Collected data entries
//! Bounded retry with exponential backoff
//!
//! [`RetryPolicy::run`] wraps a fallible async operation. Only transient
//! errors (see [`Error::is_transient`]) are retried; everything else is
//! returned on the first failure.

use std::future::Future;
use std::time::Duration;
use tracing::warn;

use crate::config::RetryConfig;
use crate::error::{Error, Result};

/// How many times to try and how long to wait in between
#[derive(Debug, Clone, Copy, PartialEq)]
pub struct RetryPolicy {
    max_attempts: usize,
    initial_delay: Duration,
    max_delay: Duration,
    multiplier: f64,
}

impl RetryPolicy {
    /// Create a policy
    ///
    /// `max_attempts` counts the first try; values below 1 are raised to 1.
    pub fn new(max_attempts: usize, initial_delay: Duration, max_delay: Duration) -> Self {
        Self {
            max_attempts: max_attempts.max(1),
            initial_delay,
            max_delay: max_delay.max(initial_delay),
            multiplier: 2.0,
        }
    }

    /// Set the backoff multiplier (clamped to >= 1.0)
    pub fn with_multiplier(mut self, multiplier: f64) -> Self {
        self.multiplier = if multiplier.is_finite() { multiplier.max(1.0) } else { 1.0 };
        self
    }

    /// A policy that tries exactly once
    pub fn no_retry() -> Self {
        Self::new(1, Duration::ZERO, Duration::ZERO)
    }

    /// Total attempts including the first
    pub fn max_attempts(&self) -> usize {
        self.max_attempts
    }

    /// Delay to wait after the failed attempt number `attempt` (1-based)
    pub fn delay_after(&self, attempt: usize) -> Duration {
        let exponent = attempt.saturating_sub(1).min(i32::MAX as usize) as i32;
        let scaled = self.initial_delay.as_secs_f64() * self.multiplier.powi(exponent);
        if !scaled.is_finite() || scaled >= self.max_delay.as_secs_f64() {
            self.max_delay
        } else {
            Duration::from_secs_f64(scaled)
        }
    }

    /// Run `op` until it succeeds, fails permanently, or attempts run out
    ///
    /// `what` names the operation in log lines.
    pub async fn run<T, F, Fut>(&self, what: &str, mut op: F) -> Result<T>
    where
        F: FnMut() -> Fut,
        Fut: Future<Output = Result<T>>,
    {
        let mut attempt = 1;
        loop {
            match op().await {
                Ok(value) => return Ok(value),
                Err(e) if e.is_transient() && attempt < self.max_attempts => {
                    let delay = self.delay_after(attempt);
                    warn!(
                        "{} attempt {}/{} failed: {}. Retrying in {:?}...",
                        what, attempt, self.max_attempts, e, delay
                    );
                    tokio::time::sleep(delay).await;
                    attempt += 1;
                }
                Err(e) => {
                    if e.is_transient() {
                        return Err(Error::storage_unavailable(format!(
                            "{} failed after {} attempts: {}",
                            what, attempt, e
                        )));
                    }
                    return Err(e);
                }
            }
        }
    }
}

impl Default for RetryPolicy {
    fn default() -> Self {
        RetryPolicy::from(&RetryConfig::default())
    }
}

impl From<&RetryConfig> for RetryPolicy {
    fn from(config: &RetryConfig) -> Self {
        RetryPolicy::new(
            config.max_attempts,
            Duration::from_millis(config.initial_delay_ms),
            Duration::from_millis(config.max_delay_ms),
        )
        .with_multiplier(config.multiplier)
    }
}

#[cfg(test)]
mod tests {
    use super::*;
    use std::sync::Arc;
    use std::sync::atomic::{AtomicUsize, Ordering};

    fn fast(attempts: usize) -> RetryPolicy {
        RetryPolicy::new(attempts, Duration::from_millis(1), Duration::from_millis(4))
    }

    #[test]
    fn backoff_grows_and_caps() {
        let policy = RetryPolicy::new(5, Duration::from_secs(1), Duration::from_secs(5));
        assert_eq!(policy.delay_after(1), Duration::from_secs(1));
        assert_eq!(policy.delay_after(2), Duration::from_secs(2));
        assert_eq!(policy.delay_after(3), Duration::from_secs(4));
        assert_eq!(policy.delay_after(4), Duration::from_secs(5));
        assert_eq!(policy.delay_after(60), Duration::from_secs(5));
    }

    #[test]
    fn from_config() {
        let policy = RetryPolicy::from(&RetryConfig::default());
        assert_eq!(policy.max_attempts(), 5);
        assert_eq!(policy.delay_after(1), Duration::from_secs(5));
        assert_eq!(policy.delay_after(2), Duration::from_secs(10));
    }

    #[tokio::test]
    async fn retries_transient_until_success() {
        let calls = Arc::new(AtomicUsize::new(0));
        let counter = Arc::clone(&calls);

        let value = fast(5)
            .run("ping", || {
                let counter = Arc::clone(&counter);
                async move {
                    if counter.fetch_add(1, Ordering::SeqCst) < 2 {
                        Err(Error::storage_unavailable("connection refused"))
                    } else {
                        Ok(42)
                    }
                }
            })
            .await
            .unwrap();

        assert_eq!(value, 42);
        assert_eq!(calls.load(Ordering::SeqCst), 3);
    }

    #[tokio::test]
    async fn gives_up_after_max_attempts() {
        let calls = Arc::new(AtomicUsize::new(0));
        let counter = Arc::clone(&calls);

        let result: Result<()> = fast(3)
            .run("bulk upsert", || {
                let counter = Arc::clone(&counter);
                async move {
                    counter.fetch_add(1, Ordering::SeqCst);
                    Err(Error::timeout("no reply"))
                }
            })
            .await;

        assert!(matches!(result, Err(Error::StorageUnavailable(_))));
        assert_eq!(calls.load(Ordering::SeqCst), 3);
    }

    #[tokio::test]
    async fn permanent_errors_are_not_retried() {
        let calls = Arc::new(AtomicUsize::new(0));
        let counter = Arc::clone(&calls);

        let result: Result<()> = fast(5)
            .run("bulk upsert", || {
                let counter = Arc::clone(&counter);
                async move {
                    counter.fetch_add(1, Ordering::SeqCst);
                    Err(Error::storage("document too large"))
                }
            })
            .await;

        assert!(matches!(result, Err(Error::Storage(_))));
        assert_eq!(calls.load(Ordering::SeqCst), 1);
    }

    #[tokio::test]
    async fn no_retry_tries_once() {
        let calls = Arc::new(AtomicUsize::new(0));
        let counter = Arc::clone(&calls);

        let result: Result<()> = RetryPolicy::no_retry()
            .run("ping", || {
                let counter = Arc::clone(&counter);
                async move {
                    counter.fetch_add(1, Ordering::SeqCst);
                    Err(Error::storage_unavailable("down"))
                }
            })
            .await;

        assert!(result.is_err());
        assert_eq!(calls.load(Ordering::SeqCst), 1);
    }
}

Problem requirements
Above are some lines. Repeat exactly, and only, those from the line that has "impl Default for" through the line that has "fn fast(attempts: usize)".

Task answer
impl Default for RetryPolicy {
    fn default() -> Self {
        RetryPolicy::from(&RetryConfig::default())
    }
}

impl From<&RetryConfig> for RetryPolicy {
    fn from(config: &RetryConfig) -> Self {
        RetryPolicy::new(
            config.max_attempts,
            Duration::from_millis(config.initial_delay_ms),
            Duration::from_millis(config.max_delay_ms),
        )
        .with_multiplier(config.multiplier)
    }
}

#[cfg(test)]
mod tests {
    use super::*;
    use std::sync::Arc;
    use std::sync::atomic::{AtomicUsize, Ordering};

    fn fast(attempts: usize) -> RetryPolicy {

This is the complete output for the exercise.